De regeling met vouchers leidde aanvankelijk tot hogere maïsoogsten met overschotten die een plotselinge sterke economische groei veroorzaakten. In de jaren daarna kwam verandering in de toekenning en werd het verkrijgen van gesubsidieerde kunstmest en zaaigoed voor veel boeren een obsessie. Vanwege de willekeur werd de regeling als onrechtvaardig ervaren zoals het laten delen van één zak kunstmest door twee boeren. Al sinds de invoering stond het Farm Input Subsidy Program dan ook herhaaldelijk ter discussie. De regeling werd door wanbeheer ook steeds meer een kiem voor corruptie. Hoewel daarover weinig betrouwbare informatie bestaat, bleken in de zakken met meststof niet altijd de juiste voedingsstoffen aanwezig te zijn en meer dan 50% van de hybride zaden, nep. In een accountantsverslag over 2010/2011 werd gerapporteerd dat 397 ton kunstmest ter waarde van K35.038.400 ($34.267) was verdwenen tijdens het transport.
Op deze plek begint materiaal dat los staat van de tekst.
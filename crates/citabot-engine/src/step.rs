//! The resilient UI step: resolve -> act -> verify.
//!
//! Every interaction in the booking flow is an instance of this one shape,
//! specialized only by its selector cascade, click strategies, and
//! verification signals.

use crate::backend::{Backend, BackendError};
use crate::invoker::{self, ClickPlan, ClickStrategy};
use crate::resolver;
use crate::selector::Selector;
use crate::verifier::{self, Verification};
use crate::wait::WaitPolicy;
use tracing::{debug, warn};

/// Whether a step failure aborts the whole run. Downstream sections of the
/// form may legitimately never materialize, so late steps are best-effort.
#[derive(Debug, Clone, Copy, PartialEq, Eq)]
pub enum Requirement {
    Required,
    BestEffort,
}

#[derive(Debug, Clone, Copy, PartialEq, Eq)]
pub enum StepStatus {
    Completed,
    /// No selector candidate matched within its wait budget.
    NotFound,
    /// Every click strategy failed.
    ClickExhausted,
    /// A strategy executed but no verification signal confirmed the change.
    Unconfirmed,
}

#[derive(Debug, Clone)]
pub struct StepRecord {
    pub name: &'static str,
    pub status: StepStatus,
    pub strategy: Option<ClickStrategy>,
}

impl StepRecord {
    pub fn succeeded(&self) -> bool {
        self.status == StepStatus::Completed
    }
}

pub struct UiStep {
    pub name: &'static str,
    pub requirement: Requirement,
    pub candidates: Vec<Selector>,
    pub strategies: Vec<ClickStrategy>,
    pub reveal_ids: Vec<&'static str>,
    pub scroll_first: bool,
    pub verify: Verification,
    pub resolve_policy: WaitPolicy,
    pub verify_policy: WaitPolicy,
}

impl UiStep {
    pub async fn run<B: Backend + ?Sized>(
        &self,
        backend: &mut B,
    ) -> Result<StepRecord, BackendError> {
        let record = |status, strategy| StepRecord {
            name: self.name,
            status,
            strategy,
        };

        let Some(mut element) =
            resolver::resolve(backend, &self.candidates, &self.resolve_policy).await?
        else {
            debug!(step = self.name, "no selector candidate matched");
            return Ok(record(StepStatus::NotFound, None));
        };

        let plan = ClickPlan {
            strategies: &self.strategies,
            scroll_first: self.scroll_first,
            reveal_ids: &self.reveal_ids,
        };

        let clicked = match invoker::click(backend, &element, &plan).await {
            Ok(outcome) => outcome,
            Err(BackendError::StaleElement) => {
                // The DOM mutated under us; re-resolve once and retry.
                debug!(step = self.name, "element went stale, re-resolving");
                match resolver::resolve(backend, &self.candidates, &self.resolve_policy).await? {
                    Some(fresh) => {
                        element = fresh;
                        match invoker::click(backend, &element, &plan).await {
                            Ok(outcome) => outcome,
                            Err(BackendError::StaleElement) => None,
                            Err(e) => return Err(e),
                        }
                    }
                    None => None,
                }
            }
            Err(e) => return Err(e),
        };

        let Some(strategy) = clicked else {
            warn!(step = self.name, "all click strategies exhausted");
            return Ok(record(StepStatus::ClickExhausted, None));
        };

        if verifier::confirm(backend, &self.verify, &self.verify_policy).await? {
            Ok(record(StepStatus::Completed, Some(strategy)))
        } else {
            warn!(
                step = self.name,
                %strategy,
                "click executed but state change was not confirmed"
            );
            Ok(record(StepStatus::Unconfirmed, Some(strategy)))
        }
    }
}
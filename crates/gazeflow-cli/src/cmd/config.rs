use super::load_study;
use crate::output::print_json;
use clap::Subcommand;
use gazeflow_core::config::{Overrides, WarnLevel};
use std::path::Path;

#[derive(Subcommand)]
pub enum ConfigSubcommand {
    /// Validate the study config for common mistakes
    Validate,

    /// Print the effective study config after session overrides
    Show,
}

pub fn run(
    root: &Path,
    config_dir: Option<&Path>,
    subcmd: ConfigSubcommand,
    json: bool,
) -> anyhow::Result<()> {
    match subcmd {
        ConfigSubcommand::Validate => validate(root, config_dir, json),
        ConfigSubcommand::Show => show(root, config_dir, json),
    }
}

// ---------------------------------------------------------------------------
// validate
// ---------------------------------------------------------------------------

fn validate(root: &Path, config_dir: Option<&Path>, json: bool) -> anyhow::Result<()> {
    let (_, study) = load_study(root, config_dir, &[root], &Overrides::new())?;
    let warnings = study.validate();

    if json {
        print_json(&serde_json::json!({ "warnings": warnings }))?;
    } else if warnings.is_empty() {
        println!("Study config is valid. No warnings.");
    } else {
        for w in &warnings {
            let prefix = match w.level {
                WarnLevel::Warning => "warning",
                WarnLevel::Error => "error",
            };
            println!("[{prefix}] {}", w.message);
        }
    }

    if warnings.iter().any(|w| w.level == WarnLevel::Error) {
        anyhow::bail!("study config validation found errors");
    }
    Ok(())
}

// ---------------------------------------------------------------------------
// show
// ---------------------------------------------------------------------------

fn show(root: &Path, config_dir: Option<&Path>, json: bool) -> anyhow::Result<()> {
    let (config_dir, study) = load_study(root, config_dir, &[root], &Overrides::new())?;
    if json {
        return print_json(&serde_json::json!({
            "config_dir": config_dir,
            "study": study,
        }));
    }
    println!("# {}", config_dir.display());
    print!("{}", serde_yaml::to_string(&study)?);
    Ok(())
}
De voormalige minister van Landbouw en Voedselzekerheid, professor Peter Mwanza verklaarde tijdens een nationale evaluatieworkshop dat het verlies was ontstaan door tekort aan brandstof, corruptie en de veel te hoge prijzen van de schaars beschikbare kunstmest in de markt. Er was volgens de minister geen reden voor verder onderzoek omdat intussen al 1,4 miljoen mensen van FIPS gebruik hadden gemaakt. Omdat de kosten van de landbouwsubsidies gaandeweg steeds hoger waren geworden en minder effectief, werd gezocht naar een regeling waar alle boeren van konden profiteren. Voedselzekerheid moest voorwaarde zijn en als regeling minder fraudegevoelig. Cijfermatig was daar ook aanleiding toe, omdat steeds meer zelfvoorzienende boeren in diepe armoede leefden. Er was behoefte aan een andere strategie.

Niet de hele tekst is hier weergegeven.